Marchant résolument au devant de la foule, il monta sur une grosse pierre et dit:

—Rejetons de la grande tribu des Nez-Percés, le malheur est tombé sur vous, parce que vous avez négligé de faire, cette année, à vos autmoins, les présents d'usage. Mais j'ai imploré l'Esprit-Suprême en votre faveur. Son oreille ne s'est pas fermée à la voix du Castor-Industrieux. Il nous pardonnera, à condition que vous lui offrirez dix vases de graisse d'ours, soixante peaux de caribou, et cent paniers de racines de kamassas. Il vous promet même une victoire éclatante sur vos ennemis les Chinouks. Comme témoignage de sa bonté pour vous, il a permis que notre vaillant sagamo, Molodun, tuât Oli-Tahara, le chef des perfides Chinouks. De plus, il vous envoie cette jeune squaw, habile dans les conseils et sorcière réputée à l'est des montagnes.
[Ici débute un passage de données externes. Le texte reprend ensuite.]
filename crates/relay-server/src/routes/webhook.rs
use axum::body::Bytes;
use axum::extract::State;
use axum::http::HeaderMap;
use axum::Json;
use chrono::Utc;
use relay_core::activity::{Activity, NOTHING_TO_STOP, STOP_ACKNOWLEDGEMENT};
use relay_core::guard::{SkipReason, Verdict};
use relay_core::webhook::{classify, Classification, WebhookPayload};
use serde_json::{json, Value};
use std::path::Path;

use crate::emitter::RunTarget;
use crate::error::AppError;
use crate::runner::RunRequest;
use crate::signature::{self, SIGNATURE_HEADER};
use crate::state::AppState;

/// POST /webhook: verify, classify, guard, then hand the run off.
///
/// Responds before any run completes. Signature failures are rejected before
/// the body is parsed.
pub async fn receive(
    State(app): State<AppState>,
    headers: HeaderMap,
    body: Bytes,
) -> Result<Json<Value>, AppError> {
    let claimed = headers
        .get(SIGNATURE_HEADER)
        .and_then(|v| v.to_str().ok());
    if !signature::verify(&body, claimed, &app.webhook_secret) {
        tracing::warn!(has_signature = claimed.is_some(), "rejected webhook with invalid signature");
        return Err(AppError::unauthorized("invalid signature"));
    }

    let classified = WebhookPayload::parse(&body)
        .and_then(|payload| classify(&payload, &app.mention_token).map(|c| (payload, c)));

    if let Some(dir) = &app.debug_dir {
        let kind = classified.as_ref().map_or("malformed", |(_, c)| c.label());
        capture(dir, &body, kind).await;
    }

    let (payload, classification) = classified.inspect_err(|e| {
        tracing::warn!(error = %e, "rejected malformed webhook");
    })?;
    tracing::info!(
        kind = classification.label(),
        created_at = ?payload.created_at,
        "webhook received"
    );

    Ok(Json(dispatch(&app, classification)))
}

fn dispatch(app: &AppState, classification: Classification) -> Value {
    if let Classification::Ignored { event_type, action } = &classification {
        tracing::debug!(%event_type, %action, "ignoring webhook");
        return json!({ "received": true });
    }
    if let Classification::ThreadReply { thread, .. } = &classification {
        if !app.is_engaged(&thread.thread_id) {
            tracing::debug!(thread = %thread.thread_id, "reply on a thread the agent is not part of");
            return json!({ "received": true });
        }
    }

    if let Verdict::Skip(reason) = app.guard().check(&classification) {
        tracing::warn!(kind = classification.label(), %reason, "skipping webhook");
        return skipped(reason);
    }

    let request = match classification {
        Classification::StopSignal { session_id, .. } => return stop(app, session_id),
        Classification::SessionCreated { session, .. } => RunRequest::Created(session),
        Classification::SessionPrompted { session, .. } => RunRequest::FollowUp(session),
        Classification::ThreadMention { thread, .. } => {
            app.engage_thread(&thread.thread_id);
            RunRequest::Thread(thread)
        }
        Classification::ThreadReply { thread, .. } => {
            app.engage_thread(&thread.thread_id);
            RunRequest::Thread(thread)
        }
        Classification::Ignored { .. } => return json!({ "received": true }),
    };

    app.runner.spawn(request);
    json!({ "received": true })
}

fn skipped(reason: SkipReason) -> Value {
    json!({ "received": true, "skipped": reason })
}

/// Cancel the session's live run, if any, and acknowledge in the background.
fn stop(app: &AppState, session_id: String) -> Value {
    let cancelled = app.runner.cancellations().stop(&session_id);
    tracing::info!(%session_id, cancelled, "stop signal");

    let emitter = app.runner.emitter().clone();
    let activity = if cancelled {
        Activity::Acknowledgement(STOP_ACKNOWLEDGEMENT.into())
    } else {
        Activity::Response(NOTHING_TO_STOP.into())
    };
    tokio::spawn(async move {
        emitter.emit(&RunTarget::Session(session_id), activity).await;
    });

    json!({ "received": true, "action": "stop-acknowledged", "cancelled": cancelled })
}

/// Write the raw body to the debug directory. Best-effort.
async fn capture(dir: &Path, body: &[u8], kind: &str) {
    let id = uuid::Uuid::new_v4().simple().to_string();
    let name = format!(
        "{}-{kind}-{}.json",
        Utc::now().format("%Y%m%dT%H%M%S%.3fZ"),
        &id[..8]
    );
    let result = async {
        tokio::fs::create_dir_all(dir).await?;
        tokio::fs::write(dir.join(&name), body).await
    }
    .await;
    if let Err(e) = result {
        tracing::warn!(dir = %dir.display(), error = %e, "could not capture webhook body");
    }
}
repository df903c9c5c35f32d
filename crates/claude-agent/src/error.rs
use thiserror::Error;

#[derive(Debug, Error)]
pub enum ClaudeAgentError {
    #[error("I/O error: {0}")]
    Io(#[from] std::io::Error),

    #[error("Failed to parse stream-json line: {source}\n  line: {line}")]
    Parse {
        line: String,
        #[source]
        source: serde_json::Error,
    },

    #[error("Process error: {0}")]
    Process(String),

    #[error("query cancelled")]
    Cancelled,
}
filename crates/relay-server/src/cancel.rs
use std::collections::HashMap;
use std::sync::atomic::{AtomicU64, Ordering};
use std::sync::{Arc, Mutex, OnceLock, PoisonError};
use tokio_util::sync::CancellationToken;

#[derive(Debug, Clone, Copy, PartialEq, Eq)]
pub enum StopReason {
    /// A stop signal from the user.
    UserRequest,
    /// A newer run for the same session replaced this one.
    Superseded,
}

/// Live handle for one in-flight run.
#[derive(Debug, Clone)]
pub struct RunHandle {
    id: u64,
    token: CancellationToken,
    reason: Arc<OnceLock<StopReason>>,
}

impl RunHandle {
    pub fn id(&self) -> u64 {
        self.id
    }

    pub fn token(&self) -> CancellationToken {
        self.token.clone()
    }

    /// Why the run was cancelled, once it has been.
    pub fn stop_reason(&self) -> Option<StopReason> {
        self.reason.get().copied()
    }

    fn cancel(&self, reason: StopReason) {
        let _ = self.reason.set(reason);
        self.token.cancel();
    }
}

/// At most one live [`RunHandle`] per session key.
#[derive(Debug, Default)]
pub struct CancellationRegistry {
    runs: Mutex<HashMap<String, RunHandle>>,
    next_id: AtomicU64,
}

impl CancellationRegistry {
    pub fn new() -> Self {
        Self::default()
    }

    fn runs(&self) -> std::sync::MutexGuard<'_, HashMap<String, RunHandle>> {
        self.runs.lock().unwrap_or_else(PoisonError::into_inner)
    }

    /// Register a new run for `key`. A run already registered under the key
    /// is cancelled as superseded.
    pub fn register(&self, key: &str) -> RunHandle {
        let handle = RunHandle {
            id: self.next_id.fetch_add(1, Ordering::Relaxed),
            token: CancellationToken::new(),
            reason: Arc::new(OnceLock::new()),
        };
        if let Some(previous) = self.runs().insert(key.to_string(), handle.clone()) {
            tracing::info!(session_id = %key, run = previous.id, "superseding in-flight run");
            previous.cancel(StopReason::Superseded);
        }
        handle
    }

    /// Cancel and remove the run for `key`. Returns whether one was live.
    pub fn stop(&self, key: &str) -> bool {
        match self.runs().remove(key) {
            Some(handle) => {
                handle.cancel(StopReason::UserRequest);
                true
            }
            None => false,
        }
    }

    /// Remove `handle` when its run ends, unless a newer run has already
    /// replaced it.
    pub fn release(&self, key: &str, handle: &RunHandle) {
        let mut runs = self.runs();
        if runs.get(key).is_some_and(|h| h.id == handle.id) {
            runs.remove(key);
        }
    }

    pub fn is_active(&self, key: &str) -> bool {
        self.runs().contains_key(key)
    }

    pub fn len(&self) -> usize {
        self.runs().len()
    }

    pub fn is_empty(&self) -> bool {
        self.runs().is_empty()
    }
}

#[cfg(test)]
mod tests {
    use super::*;

    #[test]
    fn stop_cancels_and_removes() {
        let reg = CancellationRegistry::new();
        let handle = reg.register("s1");
        assert!(reg.is_active("s1"));

        assert!(reg.stop("s1"));
        assert!(handle.token().is_cancelled());
        assert_eq!(handle.stop_reason(), Some(StopReason::UserRequest));
        assert!(!reg.is_active("s1"));
        assert!(!reg.stop("s1"));
    }

    #[test]
    fn newer_run_supersedes_older() {
        let reg = CancellationRegistry::new();
        let first = reg.register("s1");
        let second = reg.register("s1");

        assert_eq!(first.stop_reason(), Some(StopReason::Superseded));
        assert!(!second.token().is_cancelled());
        assert_eq!(reg.len(), 1);

        // The superseded run ending must not remove the newer handle.
        reg.release("s1", &first);
        assert!(reg.is_active("s1"));
        reg.release("s1", &second);
        assert!(reg.is_empty());
    }

    #[test]
    fn sessions_are_independent() {
        let reg = CancellationRegistry::new();
        let a = reg.register("a");
        let b = reg.register("b");
        reg.stop("a");
        assert!(a.token().is_cancelled());
        assert!(!b.token().is_cancelled());
    }

    #[test]
    fn first_reason_wins() {
        let reg = CancellationRegistry::new();
        let first = reg.register("s1");
        reg.register("s1");
        assert!(reg.stop("s1"));
        assert_eq!(first.stop_reason(), Some(StopReason::Superseded));
    }
}
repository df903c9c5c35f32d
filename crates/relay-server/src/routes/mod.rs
pub mod health;
pub mod webhook;
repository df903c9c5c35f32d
use axum::http::StatusCode;
use axum::response::{IntoResponse, Response};
use relay_core::error::RelayError;

// ---------------------------------------------------------------------------
// Internal sentinel for 401 Unauthorized
// ---------------------------------------------------------------------------

/// Carries an explicit HTTP 401 through the `anyhow::Error` chain.
#[derive(Debug)]
struct UnauthorizedError(String);

impl std::fmt::Display for UnauthorizedError {
    fn fmt(&self, f: &mut std::fmt::Formatter<'_>) -> std::fmt::Result {
        write!(f, "{}", self.0)
    }
}

impl std::error::Error for UnauthorizedError {}

// ---------------------------------------------------------------------------
// AppError
// ---------------------------------------------------------------------------

/// Unified error type for HTTP responses.
#[derive(Debug)]
pub struct AppError(pub anyhow::Error);

impl AppError {
    pub fn unauthorized(msg: impl Into<String>) -> Self {
        Self(UnauthorizedError(msg.into()).into())
    }
}

impl IntoResponse for AppError {
    fn into_response(self) -> Response {
        if let Some(u) = self.0.downcast_ref::<UnauthorizedError>() {
            let body = serde_json::json!({ "error": u.0.clone() });
            return (StatusCode::UNAUTHORIZED, axum::Json(body)).into_response();
        }

        let status = match self.0.downcast_ref::<RelayError>() {
            Some(RelayError::MalformedPayload(_)) => StatusCode::BAD_REQUEST,
            _ => StatusCode::INTERNAL_SERVER_ERROR,
        };

        let body = serde_json::json!({ "error": self.0.to_string() });
        (status, axum::Json(body)).into_response()
    }
}

impl<E> From<E> for AppError
where
    E: Into<anyhow::Error>,
{
    fn from(err: E) -> Self {
        Self(err.into())
    }
}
Il vous la donne, mais à deux conditions: la première, c'est que vous veillerez jour et nuit sur sa personne, l'empêcherez de fuir et la garderez comme le plus précieux de vos manitous, jusqu'à ce qu'Yas-soch-a-la-ti-yah vous transmette de nouveaux ordres par ma voix; la seconde, c'est que vous m'apporterez chacun deux castors et deux saumons pour honorer l'Esprit-Suprême et lui exprimer votre reconnaissance!
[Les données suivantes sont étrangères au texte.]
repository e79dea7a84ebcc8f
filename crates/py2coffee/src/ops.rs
//! Operator spellings.

use crate::ast::{BinOp, BoolOp, CmpOp, ExprContext, UnaryOp};
use serde::Serialize;
use std::fmt;

/// Any operator the writer may have to spell.
#[derive(Debug, Clone, Copy, PartialEq, Eq, Hash, Serialize)]
pub enum OpKind {
    Bin(BinOp),
    Bool(BoolOp),
    Cmp(CmpOp),
    Unary(UnaryOp),
    Context(ExprContext),
}

impl OpKind {
    /// Python's class name for the operator (`Add`, `NotIn`, ...).
    pub fn name(self) -> &'static str {
        match self {
            OpKind::Bin(op) => match op {
                BinOp::Add => "Add",
                BinOp::Sub => "Sub",
                BinOp::Mult => "Mult",
                BinOp::MatMult => "MatMult",
                BinOp::Div => "Div",
                BinOp::Mod => "Mod",
                BinOp::Pow => "Pow",
                BinOp::LShift => "LShift",
                BinOp::RShift => "RShift",
                BinOp::BitOr => "BitOr",
                BinOp::BitXor => "BitXor",
                BinOp::BitAnd => "BitAnd",
                BinOp::FloorDiv => "FloorDiv",
            },
            OpKind::Bool(BoolOp::And) => "And",
            OpKind::Bool(BoolOp::Or) => "Or",
            OpKind::Cmp(op) => match op {
                CmpOp::Eq => "Eq",
                CmpOp::NotEq => "NotEq",
                CmpOp::Lt => "Lt",
                CmpOp::LtE => "LtE",
                CmpOp::Gt => "Gt",
                CmpOp::GtE => "GtE",
                CmpOp::Is => "Is",
                CmpOp::IsNot => "IsNot",
                CmpOp::In => "In",
                CmpOp::NotIn => "NotIn",
            },
            OpKind::Unary(op) => match op {
                UnaryOp::Invert => "Invert",
                UnaryOp::Not => "Not",
                UnaryOp::UAdd => "UAdd",
                UnaryOp::USub => "USub",
            },
            OpKind::Context(ctx) => match ctx {
                ExprContext::Load => "Load",
                ExprContext::Store => "Store",
                ExprContext::Del => "Del",
                ExprContext::AugLoad => "AugLoad",
                ExprContext::AugStore => "AugStore",
                ExprContext::Param => "Param",
            },
        }
    }
}

impl fmt::Display for OpKind {
    fn fmt(&self, f: &mut fmt::Formatter<'_>) -> fmt::Result {
        f.write_str(self.name())
    }
}

impl From<BinOp> for OpKind {
    fn from(op: BinOp) -> Self {
        OpKind::Bin(op)
    }
}

impl From<BoolOp> for OpKind {
    fn from(op: BoolOp) -> Self {
        OpKind::Bool(op)
    }
}

impl From<CmpOp> for OpKind {
    fn from(op: CmpOp) -> Self {
        OpKind::Cmp(op)
    }
}

impl From<UnaryOp> for OpKind {
    fn from(op: UnaryOp) -> Self {
        OpKind::Unary(op)
    }
}

/// Look up the literal spelling of an operator.
///
/// Matrix multiplication has no entry: the writer either fails or emits
/// [`placeholder`], depending on strictness.
pub fn spelling(kind: OpKind) -> Option<&'static str> {
    let text = match kind {
        OpKind::Bin(op) => match op {
            BinOp::Add => "+",
            BinOp::BitAnd => "&",
            BinOp::BitOr => "|",
            BinOp::BitXor => "^",
            BinOp::Div => "/",
            BinOp::FloorDiv => "//",
            BinOp::LShift => "<<",
            BinOp::Mod => "%",
            BinOp::Mult => "*",
            BinOp::Pow => "**",
            BinOp::RShift => ">>",
            BinOp::Sub => "-",
            BinOp::MatMult => return None,
        },
        OpKind::Bool(BoolOp::And) => " and ",
        OpKind::Bool(BoolOp::Or) => " or ",
        OpKind::Cmp(op) => match op {
            CmpOp::Eq => "==",
            CmpOp::Gt => ">",
            CmpOp::GtE => ">=",
            CmpOp::In => " in ",
            CmpOp::Is => " is ",
            CmpOp::IsNot => " is not ",
            CmpOp::Lt => "<",
            CmpOp::LtE => "<=",
            CmpOp::NotEq => "!=",
            CmpOp::NotIn => " not in ",
        },
        OpKind::Context(ctx) => match ctx {
            ExprContext::AugLoad => "<AugLoad>",
            ExprContext::AugStore => "<AugStore>",
            ExprContext::Del => "<Del>",
            ExprContext::Load => "<Load>",
            ExprContext::Param => "<Param>",
            ExprContext::Store => "<Store>",
        },
        OpKind::Unary(op) => match op {
            UnaryOp::Invert => "~",
            UnaryOp::Not => " not ",
            UnaryOp::UAdd => "+",
            UnaryOp::USub => "-",
        },
    };
    Some(text)
}

/// Bracketed stand-in for an operator missing from the table.
pub fn placeholder(kind: OpKind) -> String {
    format!("<{}>", kind.name())
}

#[cfg(test)]
mod tests {
    use super::*;

    #[test]
    fn binary_spellings() {
        let table = [
            (BinOp::Add, "+"),
            (BinOp::BitAnd, "&"),
            (BinOp::BitOr, "|"),
            (BinOp::BitXor, "^"),
            (BinOp::Div, "/"),
            (BinOp::FloorDiv, "//"),
            (BinOp::LShift, "<<"),
            (BinOp::Mod, "%"),
            (BinOp::Mult, "*"),
            (BinOp::Pow, "**"),
            (BinOp::RShift, ">>"),
            (BinOp::Sub, "-"),
        ];
        for (op, text) in table {
            assert_eq!(spelling(op.into()), Some(text), "{op:?}");
        }
    }

    #[test]
    fn comparison_and_boolean_spellings_keep_padding() {
        assert_eq!(spelling(BoolOp::And.into()), Some(" and "));
        assert_eq!(spelling(BoolOp::Or.into()), Some(" or "));
        assert_eq!(spelling(CmpOp::In.into()), Some(" in "));
        assert_eq!(spelling(CmpOp::NotIn.into()), Some(" not in "));
        assert_eq!(spelling(CmpOp::Is.into()), Some(" is "));
        assert_eq!(spelling(CmpOp::IsNot.into()), Some(" is not "));
        assert_eq!(spelling(CmpOp::LtE.into()), Some("<="));
        assert_eq!(spelling(CmpOp::NotEq.into()), Some("!="));
    }

    #[test]
    fn unary_and_context_spellings() {
        assert_eq!(spelling(UnaryOp::Invert.into()), Some("~"));
        assert_eq!(spelling(UnaryOp::Not.into()), Some(" not "));
        assert_eq!(spelling(UnaryOp::USub.into()), Some("-"));
        assert_eq!(spelling(OpKind::Context(ExprContext::Store)), Some("<Store>"));
        assert_eq!(spelling(OpKind::Context(ExprContext::AugLoad)), Some("<AugLoad>"));
    }

    #[test]
    fn matmult_is_missing() {
        let kind = OpKind::from(BinOp::MatMult);
        assert_eq!(spelling(kind), None);
        assert_eq!(placeholder(kind), "<MatMult>");
        assert_eq!(kind.to_string(), "MatMult");
    }
}
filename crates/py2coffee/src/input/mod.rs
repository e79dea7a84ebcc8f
//! Input readers - parse source code into the syntax tree.

#[cfg(feature = "read-python")]
pub mod python;

#[cfg(feature = "read-python")]
pub use python::{PYTHON_READER, PythonReader, read_python};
Le discours de l'autmoin eut tout l'effet qu'il en attendait. La superstition est si bien dans la nature de l'homme, que partout elle trouve quelques exploiteurs et des milliers d'exploités.

Les lamentations cessèrent. Que dis-je! elles se transformèrent en cris d'allégresse. On entoura les chefs, on les fêta, on les combla de caresses, et Merellum devint la divinité du jour.
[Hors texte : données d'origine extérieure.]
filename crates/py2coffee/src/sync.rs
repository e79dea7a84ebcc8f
//! Token synchronization.
//!
//! The syntax tree drops comments, blank lines and the exact spelling of
//! string literals. [`TokenSync`] indexes the raw text and token stream of one
//! file so the writer can ask for them back as it walks the tree in source
//! order.

use crate::error::{LexError, StringQueueUnderflow};
use crate::tokenize::{TokenKind, TokenRecord};
use std::collections::BTreeSet;

/// Raw source lines with trailing whitespace stripped.
#[derive(Debug, Clone)]
pub struct SourceLines<'a> {
    lines: Vec<&'a str>,
}

impl<'a> SourceLines<'a> {
    pub fn new(source: &'a str) -> Self {
        Self {
            lines: source.lines().map(str::trim_end).collect(),
        }
    }

    pub fn len(&self) -> usize {
        self.lines.len()
    }

    pub fn is_empty(&self) -> bool {
        self.lines.is_empty()
    }

    /// 1-based line, or `""` past either end.
    pub fn get(&self, line: usize) -> &'a str {
        line.checked_sub(1)
            .and_then(|i| self.lines.get(i))
            .copied()
            .unwrap_or("")
    }

    /// 1-based line; with `continued`, backslash-continued physical lines are
    /// joined onto it.
    pub fn line_at(&self, line: usize, continued: bool) -> String {
        let mut text = self.get(line).to_string();
        if !continued {
            return text;
        }
        let mut next = line + 1;
        while text.ends_with('\\') && next <= self.len() {
            text.pop();
            text.push_str(self.get(next));
            next += 1;
        }
        text
    }
}

/// What the tree does not represent on one line.
#[derive(Debug, Clone, Copy, PartialEq, Eq)]
pub enum IgnoredLine {
    /// A full-line comment; holds the token index.
    Comment(usize),
    Blank,
    Code,
}

/// Per-line FIFO of string tokens, drained once per literal in the tree.
#[derive(Debug, Clone, Default)]
pub struct StringCursor {
    queues: Vec<Vec<usize>>,
    next: Vec<usize>,
}

impl StringCursor {
    fn new(lines: usize) -> Self {
        Self {
            queues: vec![Vec::new(); lines],
            next: vec![0; lines],
        }
    }

    fn push(&mut self, line: usize, token: usize) {
        self.queues[line].push(token);
    }

    /// Next token index queued on 0-based `line`.
    pub fn pop(&mut self, line: usize) -> Option<usize> {
        let queue = self.queues.get(line)?;
        let next = self.next.get_mut(line)?;
        let token = queue.get(*next).copied()?;
        *next += 1;
        Some(token)
    }
}

/// Line-indexed view over the tokens of one file.
///
/// Built once per file and consumed by a single forward pass: the watermark
/// behind [`leading_lines`](Self::leading_lines) and the string cursor only
/// move forward.
#[derive(Debug)]
pub struct TokenSync<'a> {
    tokens: &'a [TokenRecord],
    lines: SourceLines<'a>,
    /// One bucket per source line plus a sentinel for EOF tokens.
    line_tokens: Vec<Vec<usize>>,
    ignored_lines: Vec<IgnoredLine>,
    strings: StringCursor,
    /// 0-based index of the first line not yet handed out as a leading line.
    first_leading_line: usize,
}

impl<'a> TokenSync<'a> {
    pub fn new(source: &'a str, tokens: &'a [TokenRecord]) -> Result<Self, LexError> {
        let lines = SourceLines::new(source);
        let buckets = lines.len() + 1;

        let mut line_tokens = vec![Vec::new(); buckets];
        let mut strings = StringCursor::new(buckets);
        for (index, token) in tokens.iter().enumerate() {
            let row = if token.kind == TokenKind::String {
                token.end.row
            } else {
                token.start.row
            };
            if row == 0 || row > buckets {
                return Err(LexError::TokenOutOfRange {
                    row,
                    lines: lines.len(),
                });
            }
            line_tokens[row - 1].push(index);
            if token.kind == TokenKind::String {
                strings.push(row - 1, index);
            }
        }

        let blank_lines: BTreeSet<usize> = line_tokens
            .iter()
            .enumerate()
            .filter(|(_, bucket)| {
                matches!(bucket.as_slice(), [only] if tokens[*only].kind == TokenKind::Nl)
            })
            .map(|(line, _)| line)
            .collect();

        let ignored_lines: Vec<IgnoredLine> = line_tokens
            .iter()
            .enumerate()
            .map(|(line, bucket)| {
                let comment = bucket.iter().copied().find(|&i| is_full_line_comment(&tokens[i]));
                match comment {
                    Some(index) => IgnoredLine::Comment(index),
                    None if blank_lines.contains(&line) => IgnoredLine::Blank,
                    None => IgnoredLine::Code,
                }
            })
            .collect();

        let first_leading_line = ignored_lines
            .iter()
            .position(|line| *line != IgnoredLine::Code)
            .unwrap_or(ignored_lines.len());

        Ok(Self {
            tokens,
            lines,
            line_tokens,
            ignored_lines,
            strings,
            first_leading_line,
        })
    }

    /// Comment and blank lines above 1-based `line` not yet returned, each
    /// terminated by `\n`. Advances the watermark to `line`.
    pub fn leading_lines(&mut self, line: usize) -> Vec<String> {
        let end = line.min(self.ignored_lines.len());
        let mut result = Vec::new();
        for index in self.first_leading_line..end {
            match self.ignored_lines[index] {
                IgnoredLine::Comment(token) => {
                    result.push(format!("{}\n", self.tokens[token].raw_text.trim_end()));
                }
                IgnoredLine::Blank => result.push("\n".to_string()),
                IgnoredLine::Code => {}
            }
        }
        self.first_leading_line = self.first_leading_line.max(end);
        result
    }

    pub fn leading_string(&mut self, line: usize) -> String {
        self.leading_lines(line).concat()
    }

    /// `" # comment\n"` for a comment following code on 1-based `line`,
    /// otherwise `"\n"`.
    pub fn trailing_comment(&self, line: usize) -> String {
        let comment = line
            .checked_sub(1)
            .and_then(|i| self.line_tokens.get(i))
            .and_then(|bucket| {
                bucket.iter().map(|&i| &self.tokens[i]).find(|token| {
                    token.kind == TokenKind::Comment && !is_full_line_comment(token)
                })
            });
        match comment {
            Some(token) => format!(" {}\n", token.text.trim_end()),
            None => "\n".to_string(),
        }
    }

    /// Exact source text of the next string literal on 1-based `line`.
    pub fn next_string_literal(&mut self, line: usize) -> Result<&'a str, StringQueueUnderflow> {
        let tokens = self.tokens;
        line.checked_sub(1)
            .and_then(|i| self.strings.pop(i))
            .map(|i| tokens[i].text.as_str())
            .ok_or(StringQueueUnderflow { line })
    }

    pub fn lines(&self) -> &SourceLines<'a> {
        &self.lines
    }
}

fn is_full_line_comment(token: &TokenRecord) -> bool {
    token.kind == TokenKind::Comment && token.raw_text.trim_start().starts_with('#')
}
L'accompagnement, ou plutôt le symbole des réjouissances publiques chez les Indiens, un banquet, fut aussitôt apprêté.

Merellum était abattue par des privations de toute espèce et par une longue marche à travers des savanes stériles, où la disette de vivres et d'eau s'était fait plus d'une fois sentir.

Elle avait accepté passivement le rôle auquel on la soumettait. Peu à peu cependant elle y prit goût. Elle était femme, après tout. On l'adorait; elle ne résista point aux hommages des Nez-Percés et se résolut de profiter du respect qu'elle paraissait leur inspirer pour s'évader dès qu'elle en trouverait l'opportunité.

La croyant charmée et séduite, Molodun jouissait de son triomphe.

Le festin fut dressé sur la place du village.

Il se composait de saumon boucané, chair de mouton des montagnes, bosses et langues de bison, racines de pox-pox, spatylon (assez semblables par la forme et le goût au vermicelle), ouappatou, baies de cannebergiers et autres fruits.